* [Data for processing]
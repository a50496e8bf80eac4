//! Completion handle queries
//!
//! The telemetry engine never talks to the dispatch table directly; it goes
//! through [`CompletionSource`], which the table implements by calling the
//! backend's event entry points.

use std::ffi::c_void;
use std::mem;
use std::ptr;

use serde::Serialize;

use super::dispatch::DispatchTable;
use super::ffi::*;
use crate::error::{check_status, ShimResult};

/// Execution state of a completion handle, as seen by one poll
#[derive(Debug, Clone, Copy, PartialEq, Eq)]
pub enum HandleStatus {
    /// The operation finished successfully
    Complete,
    /// Queued, submitted or running
    Pending,
    /// The operation terminated abnormally with this status
    Failed(cl_int),
    /// The status query itself failed; the backend no longer knows the handle
    Invalid(cl_int),
}

/// Device-side timestamps of a completed operation (ns)
#[derive(Debug, Clone, Copy, Default, PartialEq, Eq, Serialize)]
pub struct DeviceTimestamps {
    pub queued: u64,
    pub submitted: u64,
    pub started: u64,
    pub ended: u64,
}

impl DeviceTimestamps {
    pub fn queued_to_submit(&self) -> u64 {
        self.submitted.saturating_sub(self.queued)
    }

    pub fn submit_to_start(&self) -> u64 {
        self.started.saturating_sub(self.submitted)
    }

    /// Execution time, the value fed to device statistics
    pub fn start_to_end(&self) -> u64 {
        self.ended.saturating_sub(self.started)
    }

    pub fn is_ordered(&self) -> bool {
        self.queued <= self.submitted && self.submitted <= self.started && self.started <= self.ended
    }
}

/// Backend operations the pending registry relies on
pub trait CompletionSource {
    /// Non-blocking status poll
    fn execution_status(&self, handle: cl_event) -> HandleStatus;

    /// Profiling timestamps of a complete handle
    fn device_timestamps(&self, handle: cl_event) -> ShimResult<DeviceTimestamps>;

    fn retain(&self, handle: cl_event) -> ShimResult<()>;

    fn release(&self, handle: cl_event) -> ShimResult<()>;

    /// Block until every handle completes
    fn wait(&self, handles: &[cl_event]) -> ShimResult<()>;
}

impl DispatchTable {
    fn profiling_value(&self, handle: cl_event, param: cl_profiling_info) -> ShimResult<u64> {
        let mut value: cl_ulong = 0;
        // SAFETY: the output buffer is a live cl_ulong of the advertised size.
        let status = unsafe {
            (self.clGetEventProfilingInfo)(
                handle,
                param,
                mem::size_of::<cl_ulong>(),
                &mut value as *mut cl_ulong as *mut c_void,
                ptr::null_mut(),
            )
        };
        check_status("clGetEventProfilingInfo", status)?;
        Ok(value)
    }
}

impl CompletionSource for DispatchTable {
    fn execution_status(&self, handle: cl_event) -> HandleStatus {
        let mut execution: cl_int = CL_QUEUED;
        // SAFETY: the output buffer is a live cl_int of the advertised size.
        let status = unsafe {
            (self.clGetEventInfo)(
                handle,
                CL_EVENT_COMMAND_EXECUTION_STATUS,
                mem::size_of::<cl_int>(),
                &mut execution as *mut cl_int as *mut c_void,
                ptr::null_mut(),
            )
        };

        if status != CL_SUCCESS {
            HandleStatus::Invalid(status)
        } else if execution == CL_COMPLETE {
            HandleStatus::Complete
        } else if execution < 0 {
            HandleStatus::Failed(execution)
        } else {
            HandleStatus::Pending
        }
    }

    fn device_timestamps(&self, handle: cl_event) -> ShimResult<DeviceTimestamps> {
        Ok(DeviceTimestamps {
            queued: self.profiling_value(handle, CL_PROFILING_COMMAND_QUEUED)?,
            submitted: self.profiling_value(handle, CL_PROFILING_COMMAND_SUBMIT)?,
            started: self.profiling_value(handle, CL_PROFILING_COMMAND_START)?,
            ended: self.profiling_value(handle, CL_PROFILING_COMMAND_END)?,
        })
    }

    fn retain(&self, handle: cl_event) -> ShimResult<()> {
        // SAFETY: plain handle argument, no pointers dereferenced by the shim.
        check_status("clRetainEvent", unsafe { (self.clRetainEvent)(handle) })
    }

    fn release(&self, handle: cl_event) -> ShimResult<()> {
        // SAFETY: plain handle argument, no pointers dereferenced by the shim.
        check_status("clReleaseEvent", unsafe { (self.clReleaseEvent)(handle) })
    }

    fn wait(&self, handles: &[cl_event]) -> ShimResult<()> {
        if handles.is_empty() {
            return Ok(());
        }
        tracing::debug!(count = handles.len(), "blocking on outstanding completion handles");
        // SAFETY: the slice outlives the call and its length is passed along.
        let status = unsafe { (self.clWaitForEvents)(handles.len() as cl_uint, handles.as_ptr()) };
        check_status("clWaitForEvents", status)
    }
}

* [Task brief]
Word for word, please print every line from the beginning of the records to the line bearing "event entry points.", counting both ends and stopping there.

* [Solution to this exercise]
repository a50496e8bf80eac4
//! Completion handle queries
//!
//! The telemetry engine never talks to the dispatch table directly; it goes
//! through [`CompletionSource`], which the table implements by calling the
//! backend's event entry points.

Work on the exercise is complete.